PROBLEM TO SOLVE –
For each line in the data below that has the word "total", copy that line.

DATA PROVIDED –
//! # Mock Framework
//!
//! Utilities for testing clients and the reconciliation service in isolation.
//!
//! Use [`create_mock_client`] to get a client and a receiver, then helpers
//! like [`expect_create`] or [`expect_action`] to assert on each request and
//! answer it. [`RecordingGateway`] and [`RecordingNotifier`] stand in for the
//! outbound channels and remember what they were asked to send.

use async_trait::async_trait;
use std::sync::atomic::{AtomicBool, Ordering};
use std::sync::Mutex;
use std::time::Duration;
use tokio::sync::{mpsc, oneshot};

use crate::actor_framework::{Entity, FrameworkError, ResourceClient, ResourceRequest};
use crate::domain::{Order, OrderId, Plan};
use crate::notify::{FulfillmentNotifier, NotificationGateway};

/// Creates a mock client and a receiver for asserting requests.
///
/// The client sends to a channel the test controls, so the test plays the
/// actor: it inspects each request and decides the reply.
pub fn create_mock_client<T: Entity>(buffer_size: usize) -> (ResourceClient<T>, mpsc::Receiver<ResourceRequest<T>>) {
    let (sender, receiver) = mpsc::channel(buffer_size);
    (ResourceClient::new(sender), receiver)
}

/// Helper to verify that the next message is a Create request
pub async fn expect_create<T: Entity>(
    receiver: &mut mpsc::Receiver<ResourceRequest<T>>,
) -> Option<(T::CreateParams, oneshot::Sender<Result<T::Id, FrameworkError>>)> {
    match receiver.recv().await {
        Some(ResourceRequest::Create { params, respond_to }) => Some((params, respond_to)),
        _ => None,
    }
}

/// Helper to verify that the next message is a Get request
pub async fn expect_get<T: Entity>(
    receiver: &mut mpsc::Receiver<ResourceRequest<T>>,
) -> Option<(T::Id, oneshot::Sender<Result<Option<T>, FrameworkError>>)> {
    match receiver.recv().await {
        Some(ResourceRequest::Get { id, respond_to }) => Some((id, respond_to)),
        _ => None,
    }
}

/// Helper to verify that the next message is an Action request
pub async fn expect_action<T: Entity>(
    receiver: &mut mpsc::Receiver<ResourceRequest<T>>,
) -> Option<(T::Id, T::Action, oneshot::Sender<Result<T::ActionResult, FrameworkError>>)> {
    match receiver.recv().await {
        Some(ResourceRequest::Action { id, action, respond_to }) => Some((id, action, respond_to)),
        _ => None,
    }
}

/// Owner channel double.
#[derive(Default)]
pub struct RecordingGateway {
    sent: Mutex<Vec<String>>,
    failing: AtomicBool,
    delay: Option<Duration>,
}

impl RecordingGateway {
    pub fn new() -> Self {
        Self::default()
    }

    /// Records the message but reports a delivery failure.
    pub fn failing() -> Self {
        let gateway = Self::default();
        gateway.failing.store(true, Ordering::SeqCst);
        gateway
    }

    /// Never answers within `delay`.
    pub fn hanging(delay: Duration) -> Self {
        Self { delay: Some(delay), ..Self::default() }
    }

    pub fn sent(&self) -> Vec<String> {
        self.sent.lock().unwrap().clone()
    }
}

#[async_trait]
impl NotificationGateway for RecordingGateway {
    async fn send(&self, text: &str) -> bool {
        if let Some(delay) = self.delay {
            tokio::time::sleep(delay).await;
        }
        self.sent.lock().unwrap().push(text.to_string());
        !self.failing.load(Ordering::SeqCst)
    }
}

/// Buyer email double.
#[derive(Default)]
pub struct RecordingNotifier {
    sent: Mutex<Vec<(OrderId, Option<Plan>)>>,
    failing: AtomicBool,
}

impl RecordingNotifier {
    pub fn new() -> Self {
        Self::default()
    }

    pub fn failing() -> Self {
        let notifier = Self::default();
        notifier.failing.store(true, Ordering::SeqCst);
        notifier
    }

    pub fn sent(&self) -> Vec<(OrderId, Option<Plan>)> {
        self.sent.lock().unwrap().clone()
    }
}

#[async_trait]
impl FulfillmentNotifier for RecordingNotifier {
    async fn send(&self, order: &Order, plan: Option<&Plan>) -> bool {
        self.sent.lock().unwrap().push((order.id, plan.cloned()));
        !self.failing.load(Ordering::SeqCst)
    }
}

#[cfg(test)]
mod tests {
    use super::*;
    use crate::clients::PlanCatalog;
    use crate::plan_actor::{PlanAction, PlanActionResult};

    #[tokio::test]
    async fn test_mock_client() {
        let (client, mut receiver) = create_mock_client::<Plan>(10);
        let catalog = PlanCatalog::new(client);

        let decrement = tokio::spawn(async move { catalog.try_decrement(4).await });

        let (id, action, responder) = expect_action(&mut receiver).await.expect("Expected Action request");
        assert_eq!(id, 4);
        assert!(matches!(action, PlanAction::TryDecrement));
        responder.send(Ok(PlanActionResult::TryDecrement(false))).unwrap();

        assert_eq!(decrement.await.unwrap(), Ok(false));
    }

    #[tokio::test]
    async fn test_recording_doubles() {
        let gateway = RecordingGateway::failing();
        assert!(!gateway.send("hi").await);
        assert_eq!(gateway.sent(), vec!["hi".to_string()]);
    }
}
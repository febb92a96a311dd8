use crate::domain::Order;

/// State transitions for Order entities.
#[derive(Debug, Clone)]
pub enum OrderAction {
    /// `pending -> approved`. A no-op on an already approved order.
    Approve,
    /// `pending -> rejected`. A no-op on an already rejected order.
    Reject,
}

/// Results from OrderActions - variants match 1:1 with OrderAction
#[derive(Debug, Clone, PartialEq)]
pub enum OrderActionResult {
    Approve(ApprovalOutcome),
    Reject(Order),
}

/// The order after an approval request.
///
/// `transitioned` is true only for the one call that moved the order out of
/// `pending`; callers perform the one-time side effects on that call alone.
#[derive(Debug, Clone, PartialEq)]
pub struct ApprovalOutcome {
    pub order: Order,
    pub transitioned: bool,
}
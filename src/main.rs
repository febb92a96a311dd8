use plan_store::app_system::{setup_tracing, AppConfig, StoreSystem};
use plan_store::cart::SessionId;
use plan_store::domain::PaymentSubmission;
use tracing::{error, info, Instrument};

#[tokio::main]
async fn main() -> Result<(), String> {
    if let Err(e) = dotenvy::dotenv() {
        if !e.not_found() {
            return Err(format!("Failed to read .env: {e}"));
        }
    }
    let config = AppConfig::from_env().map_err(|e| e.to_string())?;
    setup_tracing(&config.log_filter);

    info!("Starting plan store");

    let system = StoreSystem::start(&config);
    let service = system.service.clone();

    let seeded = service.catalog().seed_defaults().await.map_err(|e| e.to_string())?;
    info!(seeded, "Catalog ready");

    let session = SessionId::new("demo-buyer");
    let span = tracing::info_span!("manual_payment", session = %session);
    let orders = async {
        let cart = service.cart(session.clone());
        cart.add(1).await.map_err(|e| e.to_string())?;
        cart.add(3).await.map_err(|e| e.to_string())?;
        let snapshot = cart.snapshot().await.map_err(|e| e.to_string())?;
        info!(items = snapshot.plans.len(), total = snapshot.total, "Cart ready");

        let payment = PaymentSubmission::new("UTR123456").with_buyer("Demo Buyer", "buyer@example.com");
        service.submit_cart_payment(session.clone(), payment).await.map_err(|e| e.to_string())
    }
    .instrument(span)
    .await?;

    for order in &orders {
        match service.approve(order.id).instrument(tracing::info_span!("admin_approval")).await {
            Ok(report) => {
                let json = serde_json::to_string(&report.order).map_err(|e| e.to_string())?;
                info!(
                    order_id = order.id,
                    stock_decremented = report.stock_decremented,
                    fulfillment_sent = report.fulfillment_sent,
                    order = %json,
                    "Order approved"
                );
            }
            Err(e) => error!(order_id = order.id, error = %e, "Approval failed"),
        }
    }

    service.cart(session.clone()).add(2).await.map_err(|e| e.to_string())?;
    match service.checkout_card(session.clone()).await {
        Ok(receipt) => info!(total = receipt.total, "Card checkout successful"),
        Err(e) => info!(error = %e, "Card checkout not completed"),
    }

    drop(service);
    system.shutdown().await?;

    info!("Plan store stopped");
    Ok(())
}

OUTPUT OF THE TASK –
        info!(items = snapshot.plans.len(), total = snapshot.total, "Cart ready");
        Ok(receipt) => info!(total = receipt.total, "Card checkout successful"),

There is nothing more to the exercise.